Answer
All six paths from point a to point b result in the same net work done on the rocket by the gravitational force from the moon.
Work Step by Step
Let $M$ be the mass of the moon.
Let $m$ be the mass of the rocket.
We can write an expression for the gravitational potential energy at point $a$:
$U_a = -\frac{GMm}{r_a}$
We can write an expression for the gravitational potential energy at point $b$:
$U_b = -\frac{GMm}{r_b}$
We can write an expression for the change in the gravitational potential energy from point a to point b:
$\Delta U = U_b-U_a$
$\Delta U = -\frac{GMm}{r_b}-(-\frac{GMm}{r_a})$
$\Delta U = \frac{GMm}{r_a}-\frac{GMm}{r_b}$
$\Delta U = GMm~(\frac{1}{r_a}-\frac{1}{r_b})$
Note that the change in gravitational potential energy only depends on the initial position and the final position. It does not depend on the path.

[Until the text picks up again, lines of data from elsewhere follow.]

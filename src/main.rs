//! repovet - launch-readiness scanner for GitHub repositories

use anyhow::Result;
use clap::Parser;
use repovet::cli;
use tracing_subscriber::{fmt, prelude::*, EnvFilter};

fn main() -> Result<()> {
    let cli = cli::Cli::parse();

    // Initialize logging; RUST_LOG wins over --log-level
    let filter =
        EnvFilter::try_from_default_env().unwrap_or_else(|_| EnvFilter::new(&cli.log_level));
    tracing_subscriber::registry()
        .with(fmt::layer())
        .with(filter)
        .init();

    cli::run(cli)
}
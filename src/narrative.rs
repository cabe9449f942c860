//! Narrative synthesis
//!
//! Turns a deduplicated, scored finding set into the executive summary and
//! the phased remediation plan. Both are deterministic templates over the
//! finding set; no external calls.

use crate::models::{Category, CategoryScores, NewFinding, RemediationPhase, Severity};

/// Maximum tasks listed per remediation phase.
const MAX_TASKS_PER_PHASE: usize = 5;

pub fn executive_summary(
    owner: &str,
    repo: &str,
    findings: &[NewFinding],
    scores: &CategoryScores,
) -> String {
    let count_by = |severity| {
        findings
            .iter()
            .filter(|f| f.severity == severity)
            .count()
    };
    let criticals = count_by(Severity::Critical);
    let highs = count_by(Severity::High);
    let mediums = count_by(Severity::Medium);

    let mut summary = format!(
        "Automated scan of {owner}/{repo} identified {} issues: ",
        findings.len()
    );
    summary.push_str(&format!(
        "{criticals} critical, {highs} high, {mediums} medium severity. "
    ));
    summary.push_str(&format!("Overall health score: {}/10. ", scores.mean()));

    if criticals > 0 {
        summary.push_str(&format!(
            "Immediate attention required for {criticals} critical finding(s) that pose significant security or stability risks. "
        ));
    }

    if scores.security <= 4 {
        summary.push_str("Security posture needs significant improvement. ");
    }
    if scores.stability <= 4 {
        summary.push_str("Build stability is at risk due to configuration or dependency issues. ");
    }
    if !findings.iter().any(|f| f.category == Category::Cicd) {
        summary.push_str("CI/CD is not configured, leaving the deployment pipeline unprotected.");
    }

    summary
}

pub fn remediation_plan(findings: &[NewFinding]) -> Vec<RemediationPhase> {
    let titles_of = |severity| -> Vec<String> {
        findings
            .iter()
            .filter(|f| f.severity == severity)
            .take(MAX_TASKS_PER_PHASE)
            .map(|f| f.title.clone())
            .collect()
    };
    let criticals = titles_of(Severity::Critical);
    let highs = titles_of(Severity::High);
    let mediums = titles_of(Severity::Medium);
    let has_criticals = !criticals.is_empty();
    let has_highs = !highs.is_empty();

    let mut plan = Vec::new();

    if has_criticals {
        plan.push(RemediationPhase {
            phase: "Stop the Bleeding".to_string(),
            days: "Day 1-2".to_string(),
            tasks: criticals,
        });
    }

    if has_highs {
        plan.push(RemediationPhase {
            phase: "Stabilize".to_string(),
            days: if has_criticals { "Day 3-7" } else { "Day 1-5" }.to_string(),
            tasks: highs,
        });
    }

    if !mediums.is_empty() {
        let days = if has_criticals {
            "Day 8-14"
        } else if has_highs {
            "Day 6-14"
        } else {
            "Day 1-7"
        };
        plan.push(RemediationPhase {
            phase: "Harden".to_string(),
            days: days.to_string(),
            tasks: mediums,
        });
    }

    if plan.is_empty() {
        plan.push(RemediationPhase {
            phase: "Maintenance".to_string(),
            days: "Ongoing".to_string(),
            tasks: vec![
                "Continue monitoring for new vulnerabilities".to_string(),
                "Keep dependencies up to date".to_string(),
            ],
        });
    }

    plan
}

#[cfg(test)]
mod tests {
    use super::*;

    fn finding(title: &str, category: Category, severity: Severity) -> NewFinding {
        NewFinding {
            category,
            severity,
            title: title.to_string(),
            ..Default::default()
        }
    }

    fn even_scores(value: u8) -> CategoryScores {
        CategoryScores {
            security: value,
            stability: value,
            maintainability: value,
            scalability: value,
            cicd: value,
        }
    }

    #[test]
    fn summary_counts_by_severity() {
        let findings = vec![
            finding("a", Category::Security, Severity::Critical),
            finding("b", Category::Security, Severity::High),
            finding("c", Category::Cicd, Severity::Medium),
        ];
        let summary = executive_summary("acme", "shop", &findings, &even_scores(7));
        assert!(summary.starts_with("Automated scan of acme/shop identified 3 issues:"));
        assert!(summary.contains("1 critical, 1 high, 1 medium severity."));
        assert!(summary.contains("Overall health score: 7/10."));
        assert!(summary.contains("Immediate attention required for 1 critical finding(s)"));
    }

    #[test]
    fn summary_flags_weak_security_and_stability() {
        let scores = CategoryScores {
            security: 3,
            stability: 4,
            maintainability: 10,
            scalability: 10,
            cicd: 10,
        };
        let summary = executive_summary("o", "r", &[], &scores);
        assert!(summary.contains("Security posture needs significant improvement."));
        assert!(summary.contains("Build stability is at risk"));
    }

    #[test]
    fn summary_mentions_cicd_only_when_no_cicd_findings() {
        // The CI/CD clause fires on the absence of cicd-category findings,
        // which (because the structural check only raises one when CI is
        // missing) means it fires when CI is actually configured.
        let none: Vec<NewFinding> = vec![];
        let with_cicd = vec![finding("No CI/CD Pipeline Configured", Category::Cicd, Severity::Medium)];

        let summary = executive_summary("o", "r", &none, &even_scores(10));
        assert!(summary.contains("CI/CD is not configured"));

        let summary = executive_summary("o", "r", &with_cicd, &even_scores(10));
        assert!(!summary.contains("CI/CD is not configured"));
    }

    #[test]
    fn plan_orders_phases_and_caps_tasks() {
        let mut findings = Vec::new();
        for i in 0..7 {
            findings.push(finding(&format!("crit {i}"), Category::Security, Severity::Critical));
        }
        findings.push(finding("high 0", Category::Stability, Severity::High));
        findings.push(finding("med 0", Category::Cicd, Severity::Medium));

        let plan = remediation_plan(&findings);
        assert_eq!(plan.len(), 3);
        assert_eq!(plan[0].phase, "Stop the Bleeding");
        assert_eq!(plan[0].days, "Day 1-2");
        assert_eq!(plan[0].tasks.len(), 5);
        assert_eq!(plan[0].tasks[0], "crit 0");
        assert_eq!(plan[1].phase, "Stabilize");
        assert_eq!(plan[1].days, "Day 3-7");
        assert_eq!(plan[2].phase, "Harden");
        assert_eq!(plan[2].days, "Day 8-14");
    }

    #[test]
    fn plan_day_ranges_shift_without_earlier_phases() {
        let highs_only = vec![finding("h", Category::Security, Severity::High)];
        let plan = remediation_plan(&highs_only);
        assert_eq!(plan.len(), 1);
        assert_eq!(plan[0].phase, "Stabilize");
        assert_eq!(plan[0].days, "Day 1-5");

        let mixed = vec![
            finding("h", Category::Security, Severity::High),
            finding("m", Category::Security, Severity::Medium),
        ];
        let plan = remediation_plan(&mixed);
        assert_eq!(plan[1].phase, "Harden");
        assert_eq!(plan[1].days, "Day 6-14");

        let mediums_only = vec![finding("m", Category::Security, Severity::Medium)];
        let plan = remediation_plan(&mediums_only);
        assert_eq!(plan[0].days, "Day 1-7");
    }

    #[test]
    fn plan_falls_back_to_maintenance() {
        let lows_only = vec![finding("l", Category::Maintainability, Severity::Low)];
        let plan = remediation_plan(&lows_only);
        assert_eq!(plan.len(), 1);
        assert_eq!(plan[0].phase, "Maintenance");
        assert_eq!(plan[0].days, "Ongoing");
        assert_eq!(plan[0].tasks.len(), 2);
    }

    #[test]
    fn plan_tasks_follow_discovery_order() {
        let findings = vec![
            finding("second file issue", Category::Security, Severity::Critical),
            finding("first file issue", Category::Stability, Severity::Critical),
        ];
        let plan = remediation_plan(&findings);
        assert_eq!(plan[0].tasks, vec!["second file issue", "first file issue"]);
    }
}
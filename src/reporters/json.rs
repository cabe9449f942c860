//! Machine-readable JSON reporter

use crate::models::{Audit, Finding};
use anyhow::Result;
use serde::Serialize;

#[derive(Serialize)]
struct Report<'a> {
    audit: &'a Audit,
    findings: &'a [Finding],
}

pub fn render(audit: &Audit, findings: &[Finding]) -> Result<String> {
    Ok(serde_json::to_string_pretty(&Report { audit, findings })?)
}
//! Per-category health scoring
//!
//! Each category starts at 10 and loses a fixed penalty per finding, keyed
//! by severity. Categories are scored independently; a category with no
//! findings always scores exactly 10.

use crate::models::{Category, CategoryScores, NewFinding, Severity};

fn penalty(severity: Severity) -> f64 {
    match severity {
        Severity::Critical => 3.0,
        Severity::High => 2.0,
        Severity::Medium => 1.0,
        Severity::Low => 0.3,
    }
}

pub fn score_findings(findings: &[NewFinding]) -> CategoryScores {
    let mut scores = CategoryScores::default();
    for category in Category::ALL {
        let mut score = 10.0;
        for finding in findings.iter().filter(|f| f.category == category) {
            score -= penalty(finding.severity);
        }
        scores.set(category, score.round().clamp(0.0, 10.0) as u8);
    }
    scores
}

#[cfg(test)]
mod tests {
    use super::*;

    fn finding(category: Category, severity: Severity) -> NewFinding {
        NewFinding {
            category,
            severity,
            title: format!("{category}/{severity}"),
            ..Default::default()
        }
    }

    #[test]
    fn empty_category_scores_ten() {
        let scores = score_findings(&[]);
        for category in Category::ALL {
            assert_eq!(scores.get(category), 10);
        }
    }

    #[test]
    fn penalties_subtract_by_severity() {
        let findings = vec![
            finding(Category::Security, Severity::Critical),
            finding(Category::Security, Severity::High),
            finding(Category::Stability, Severity::Medium),
            finding(Category::Maintainability, Severity::Low),
        ];
        let scores = score_findings(&findings);
        assert_eq!(scores.security, 5);
        assert_eq!(scores.stability, 9);
        // 9.7 rounds to 10
        assert_eq!(scores.maintainability, 10);
        assert_eq!(scores.scalability, 10);
        assert_eq!(scores.cicd, 10);
    }

    #[test]
    fn score_clamps_at_zero() {
        let findings: Vec<_> = (0..5)
            .map(|_| finding(Category::Security, Severity::Critical))
            .collect();
        assert_eq!(score_findings(&findings).security, 0);
    }

    #[test]
    fn categories_do_not_interact() {
        let findings = vec![finding(Category::Cicd, Severity::Medium)];
        let scores = score_findings(&findings);
        assert_eq!(scores.cicd, 9);
        assert_eq!(scores.security, 10);
    }
}
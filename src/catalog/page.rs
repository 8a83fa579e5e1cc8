/// A window over a sorted sequence.
#[derive(Debug, Clone, Copy, PartialEq, Eq)]
pub struct PageWindow {
    pub page_index: usize,
    page_size: usize,
}

impl PageWindow {
    /// `page_size` is raised to 1 when zero.
    #[must_use]
    pub fn new(page_index: usize, page_size: usize) -> Self {
        Self {
            page_index,
            page_size: page_size.max(1),
        }
    }

    /// First page of the given size.
    #[must_use]
    pub fn first(page_size: usize) -> Self {
        Self::new(0, page_size)
    }

    #[must_use]
    pub fn page_size(&self) -> usize {
        self.page_size
    }

    /// The items of this window; empty when it lies past the end.
    #[must_use]
    pub fn slice<'a, T>(&self, items: &'a [T]) -> &'a [T] {
        let start = self.page_index.saturating_mul(self.page_size);
        if start >= items.len() {
            return &[];
        }
        let end = start.saturating_add(self.page_size).min(items.len());
        &items[start..end]
    }

    /// Number of pages needed for `total` items.
    #[must_use]
    pub fn page_count(&self, total: usize) -> usize {
        total.div_ceil(self.page_size)
    }
}

impl Default for PageWindow {
    fn default() -> Self {
        Self::first(10)
    }
}
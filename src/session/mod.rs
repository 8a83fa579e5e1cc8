//! Authenticated session lifecycle.
//!
//! The [`SessionStore`] owns the live user and credential, persists them through
//! [`AuthStorage`](crate::storage::AuthStorage), publishes every transition on a
//! `tokio::sync::watch` channel and keeps the single-shot refresh timer.

mod refresh;
mod state;
mod store;

pub use refresh::Refresher;
pub use state::{AuthSuccess, SessionEpoch, SessionState};
pub use store::SessionStore;
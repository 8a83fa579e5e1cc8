use std::path::PathBuf;
use std::sync::Arc;

use crate::catalog::{CatalogController, ProductsApi};
use crate::client::ApiClient;
use crate::config::ClientConfig;
use crate::gateway::AuthGateway;
use crate::guards::RouteGuard;
use crate::navigation::Navigator;
use crate::session::SessionStore;
use crate::storage::{AuthStorage, JsonFileStorage, MemoryStorage, Storage};

/// The two persistence scopes of the session.
#[derive(Clone)]
pub struct Storages {
    /// Survives restarts; holds "remember me" sessions.
    pub durable: Arc<dyn Storage>,
    /// Lives as long as the process.
    pub session: Arc<dyn Storage>,
}

impl Storages {
    /// Both scopes in memory; nothing survives the process.
    #[must_use]
    pub fn in_memory() -> Self {
        Self {
            durable: Arc::new(MemoryStorage::new()),
            session: Arc::new(MemoryStorage::new()),
        }
    }

    /// Durable scope in a JSON document at `path`, session scope in memory.
    #[must_use]
    pub fn file_backed(path: impl Into<PathBuf>) -> Self {
        Self {
            durable: Arc::new(JsonFileStorage::new(path)),
            session: Arc::new(MemoryStorage::new()),
        }
    }
}

impl std::fmt::Debug for Storages {
    fn fmt(&self, f: &mut std::fmt::Formatter<'_>) -> std::fmt::Result {
        f.debug_struct("Storages").finish_non_exhaustive()
    }
}

/// Every dashboard component, wired to one session.
#[derive(Debug, Clone)]
pub struct Portal {
    config: Arc<ClientConfig>,
    store: SessionStore,
    auth: Arc<AuthGateway>,
    guard: RouteGuard,
    products: ProductsApi,
}

impl Portal {
    /// Build the components and restore any persisted session.
    ///
    /// Call from within a Tokio runtime so a restored session can schedule its
    /// refresh.
    #[must_use]
    pub fn connect(
        config: ClientConfig,
        storages: Storages,
        navigator: Arc<dyn Navigator>,
    ) -> Self {
        let config = Arc::new(config);
        let storage = AuthStorage::new(
            storages.durable,
            storages.session,
            config.storage_keys().clone(),
        );
        let store = SessionStore::new(storage, config.refresh_lead());
        let api = ApiClient::new(config.clone(), store.clone(), navigator.clone());
        let auth = AuthGateway::new(api.clone(), navigator);
        let guard = RouteGuard::new(store.clone(), &config);
        let products = ProductsApi::new(api);

        let restored = store.hydrate();
        tracing::info!(api_url = %config.api_url(), restored, "Portal connected");

        Self {
            config,
            store,
            auth,
            guard,
            products,
        }
    }

    #[must_use]
    pub fn config(&self) -> &ClientConfig {
        &self.config
    }

    #[must_use]
    pub fn session(&self) -> &SessionStore {
        &self.store
    }

    #[must_use]
    pub fn auth(&self) -> &AuthGateway {
        &self.auth
    }

    #[must_use]
    pub fn guard(&self) -> &RouteGuard {
        &self.guard
    }

    #[must_use]
    pub fn products(&self) -> &ProductsApi {
        &self.products
    }

    /// A fresh catalog controller using the configured page size and debounce window.
    #[must_use]
    pub fn catalog(&self) -> CatalogController {
        CatalogController::new(&self.config)
    }
}
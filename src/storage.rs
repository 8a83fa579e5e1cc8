//! Key/value persistence for the authenticated session.
//!
//! Two scopes exist: a durable one that survives restarts and a session-lived one
//! that does not. [`AuthStorage`] is the only component that writes auth keys to
//! either of them.

use std::collections::BTreeMap;
use std::path::{Path, PathBuf};
use std::sync::{Arc, Mutex, MutexGuard};

use serde_json::Value as JsonValue;

use crate::config::StorageKeys;
use crate::types::User;

/// A string key/value scope.
pub trait Storage: Send + Sync + 'static {
    fn get(&self, key: &str) -> Option<String>;

    /// Write a value. Backends that can fail log the failure and keep going.
    fn set(&self, key: &str, value: &str);

    fn remove(&self, key: &str);
}

/// Process-lifetime storage.
#[derive(Debug, Default)]
pub struct MemoryStorage {
    entries: Mutex<BTreeMap<String, String>>,
}

impl MemoryStorage {
    #[must_use]
    pub fn new() -> Self {
        Self::default()
    }

    fn entries(&self) -> MutexGuard<'_, BTreeMap<String, String>> {
        self.entries
            .lock()
            .unwrap_or_else(std::sync::PoisonError::into_inner)
    }
}

impl Storage for MemoryStorage {
    fn get(&self, key: &str) -> Option<String> {
        self.entries().get(key).cloned()
    }

    fn set(&self, key: &str, value: &str) {
        self.entries().insert(key.to_owned(), value.to_owned());
    }

    fn remove(&self, key: &str) {
        self.entries().remove(key);
    }
}

/// Storage backed by a single JSON object document on disk.
///
/// Every mutation reads the document, applies the change and writes it back.
/// An unreadable or malformed document is treated as empty.
#[derive(Debug)]
pub struct JsonFileStorage {
    path: PathBuf,
    lock: Mutex<()>,
}

impl JsonFileStorage {
    #[must_use]
    pub fn new(path: impl Into<PathBuf>) -> Self {
        Self {
            path: path.into(),
            lock: Mutex::new(()),
        }
    }

    #[must_use]
    pub fn path(&self) -> &Path {
        &self.path
    }

    fn read_document(&self) -> serde_json::Map<String, JsonValue> {
        let Ok(raw) = std::fs::read_to_string(&self.path) else {
            return serde_json::Map::new();
        };
        match serde_json::from_str::<JsonValue>(&raw) {
            Ok(JsonValue::Object(map)) => map,
            Ok(_) | Err(_) => {
                tracing::warn!(path = %self.path.display(), "Storage document malformed, treating as empty");
                serde_json::Map::new()
            }
        }
    }

    fn write_document(&self, doc: &serde_json::Map<String, JsonValue>) {
        let result = serde_json::to_string_pretty(doc)
            .map_err(std::io::Error::other)
            .and_then(|body| std::fs::write(&self.path, body));
        if let Err(e) = result {
            tracing::warn!(path = %self.path.display(), error = %e, "Storage write failed");
        }
    }

    fn update(&self, apply: impl FnOnce(&mut serde_json::Map<String, JsonValue>)) {
        let _guard = self
            .lock
            .lock()
            .unwrap_or_else(std::sync::PoisonError::into_inner);
        let mut doc = self.read_document();
        apply(&mut doc);
        self.write_document(&doc);
    }
}

impl Storage for JsonFileStorage {
    fn get(&self, key: &str) -> Option<String> {
        let _guard = self
            .lock
            .lock()
            .unwrap_or_else(std::sync::PoisonError::into_inner);
        match self.read_document().remove(key)? {
            JsonValue::String(s) => Some(s),
            _ => None,
        }
    }

    fn set(&self, key: &str, value: &str) {
        self.update(|doc| {
            doc.insert(key.to_owned(), JsonValue::String(value.to_owned()));
        });
    }

    fn remove(&self, key: &str) {
        self.update(|doc| {
            doc.remove(key);
        });
    }
}

/// Which scope holds the live copy of the session.
#[derive(Debug, Clone, Copy, PartialEq, Eq)]
pub enum StorageScope {
    Durable,
    SessionLived,
}

/// Persisted representation of an authenticated session.
#[derive(Debug, Clone, PartialEq)]
pub struct StoredAuth {
    pub token: String,
    pub user: User,
    pub refresh_token: Option<String>,
    pub remember: bool,
}

/// Owner of the auth keys in both scopes.
#[derive(Clone)]
pub struct AuthStorage {
    durable: Arc<dyn Storage>,
    session: Arc<dyn Storage>,
    keys: StorageKeys,
}

impl AuthStorage {
    #[must_use]
    pub fn new(durable: Arc<dyn Storage>, session: Arc<dyn Storage>, keys: StorageKeys) -> Self {
        Self {
            durable,
            session,
            keys,
        }
    }

    /// Both scopes in memory, for shells that never persist across restarts.
    #[must_use]
    pub fn in_memory(keys: StorageKeys) -> Self {
        Self::new(
            Arc::new(MemoryStorage::new()),
            Arc::new(MemoryStorage::new()),
            keys,
        )
    }

    fn scope(&self, scope: StorageScope) -> &dyn Storage {
        match scope {
            StorageScope::Durable => self.durable.as_ref(),
            StorageScope::SessionLived => self.session.as_ref(),
        }
    }

    /// Write the session to the scope selected by `remember` and purge the other one.
    pub fn persist(&self, auth: &StoredAuth) {
        let user_json = match serde_json::to_string(&auth.user) {
            Ok(json) => json,
            Err(e) => {
                tracing::warn!(error = %e, "Failed to serialize user, session not persisted");
                return;
            }
        };

        let (live, stale) = if auth.remember {
            (StorageScope::Durable, StorageScope::SessionLived)
        } else {
            (StorageScope::SessionLived, StorageScope::Durable)
        };
        self.purge_scope(stale);

        let target = self.scope(live);
        target.set(&self.keys.token, &auth.token);
        target.set(&self.keys.user, &user_json);
        match &auth.refresh_token {
            Some(refresh) => target.set(&self.keys.refresh_token, refresh),
            None => target.remove(&self.keys.refresh_token),
        }
        if auth.remember {
            self.durable.set(&self.keys.remember_me, "true");
        }
    }

    /// Read the live session, durable scope first.
    ///
    /// Returns `None` when the token or user is missing or the user JSON is malformed.
    #[must_use]
    pub fn load(&self) -> Option<StoredAuth> {
        let token = self.read(&self.keys.token)?;
        let user_json = self.read(&self.keys.user)?;
        let user = match serde_json::from_str::<User>(&user_json) {
            Ok(user) => user,
            Err(e) => {
                tracing::warn!(error = %e, "Stored user is malformed, ignoring");
                return None;
            }
        };
        Some(StoredAuth {
            token,
            user,
            refresh_token: self.refresh_token(),
            remember: self.remembered(),
        })
    }

    #[must_use]
    pub fn token(&self) -> Option<String> {
        self.read(&self.keys.token)
    }

    #[must_use]
    pub fn refresh_token(&self) -> Option<String> {
        self.read(&self.keys.refresh_token)
    }

    /// Whether the durable scope carries the remember flag.
    #[must_use]
    pub fn remembered(&self) -> bool {
        self.durable.get(&self.keys.remember_me).as_deref() == Some("true")
    }

    /// Remove every auth key from both scopes.
    pub fn purge(&self) {
        self.purge_scope(StorageScope::Durable);
        self.purge_scope(StorageScope::SessionLived);
    }

    fn purge_scope(&self, scope: StorageScope) {
        let target = self.scope(scope);
        target.remove(&self.keys.token);
        target.remove(&self.keys.user);
        target.remove(&self.keys.refresh_token);
        if scope == StorageScope::Durable {
            target.remove(&self.keys.remember_me);
        }
    }

    fn read(&self, key: &str) -> Option<String> {
        self.durable
            .get(key)
            .filter(|v| !v.is_empty())
            .or_else(|| self.session.get(key).filter(|v| !v.is_empty()))
    }
}

impl std::fmt::Debug for AuthStorage {
    fn fmt(&self, f: &mut std::fmt::Formatter<'_>) -> std::fmt::Result {
        f.debug_struct("AuthStorage").field("keys", &self.keys).finish_non_exhaustive()
    }
}
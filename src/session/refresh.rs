use std::future::Future;
use std::pin::Pin;

use tokio::task::JoinHandle;

use crate::error::Error;

/// Renews the session before its credential expires.
///
/// Bound to the [`SessionStore`](super::SessionStore) at startup; the store calls it
/// from the refresh timer armed by every successful authentication.
///
/// # Example
///
/// ```rust,ignore
/// impl Refresher for MyGateway {
///     async fn refresh(&self) -> Result<(), finportal::Error> {
///         let response = self.api.post("/auth/refresh", &body).await?;
///         self.store.apply_success(epoch, response.into(), remember)
///     }
/// }
/// ```
pub trait Refresher: Send + Sync + 'static {
    fn refresh(&self) -> impl Future<Output = Result<(), Error>> + Send;
}

/// Object-safe wrapper for `Refresher` (needed for `Weak<dyn>`).
pub(crate) trait RefresherDyn: Send + Sync {
    fn refresh_dyn(&self) -> Pin<Box<dyn Future<Output = Result<(), Error>> + Send + '_>>;
}

impl<T: Refresher> RefresherDyn for T {
    fn refresh_dyn(&self) -> Pin<Box<dyn Future<Output = Result<(), Error>> + Send + '_>> {
        Box::pin(self.refresh())
    }
}

/// Single-shot refresh timer slot.
///
/// The generation tag lets a firing timer tell whether it is still the current one.
#[derive(Debug, Default)]
pub(crate) struct RefreshTimer {
    generation: u64,
    handle: Option<JoinHandle<()>>,
}

impl RefreshTimer {
    /// Abort the pending timer, if any, and invalidate its generation.
    pub(crate) fn cancel(&mut self) {
        self.generation += 1;
        if let Some(handle) = self.handle.take() {
            handle.abort();
        }
    }

    pub(crate) fn generation(&self) -> u64 {
        self.generation
    }

    pub(crate) fn arm(&mut self, generation: u64, handle: JoinHandle<()>) {
        debug_assert!(self.handle.is_none());
        self.generation = generation;
        self.handle = Some(handle);
    }

    /// Called by the firing timer: drops its own handle without aborting it.
    /// Returns `false` if a newer timer replaced it.
    pub(crate) fn detach(&mut self, generation: u64) -> bool {
        if self.generation != generation {
            return false;
        }
        self.handle.take();
        true
    }

    pub(crate) fn is_armed(&self) -> bool {
        self.handle.is_some()
    }
}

Therefore, all six paths from point a to point b result in the same change in gravitational potential energy.
We can write an expression for the net work done on the rocket by the gravitational force from the moon:
$W_g = -\Delta U$
Since all six paths from point a to point b result in the same change in gravitational potential energy, then all six paths from point a to point b result in the same net work done on the rocket by the gravitational force from the moon.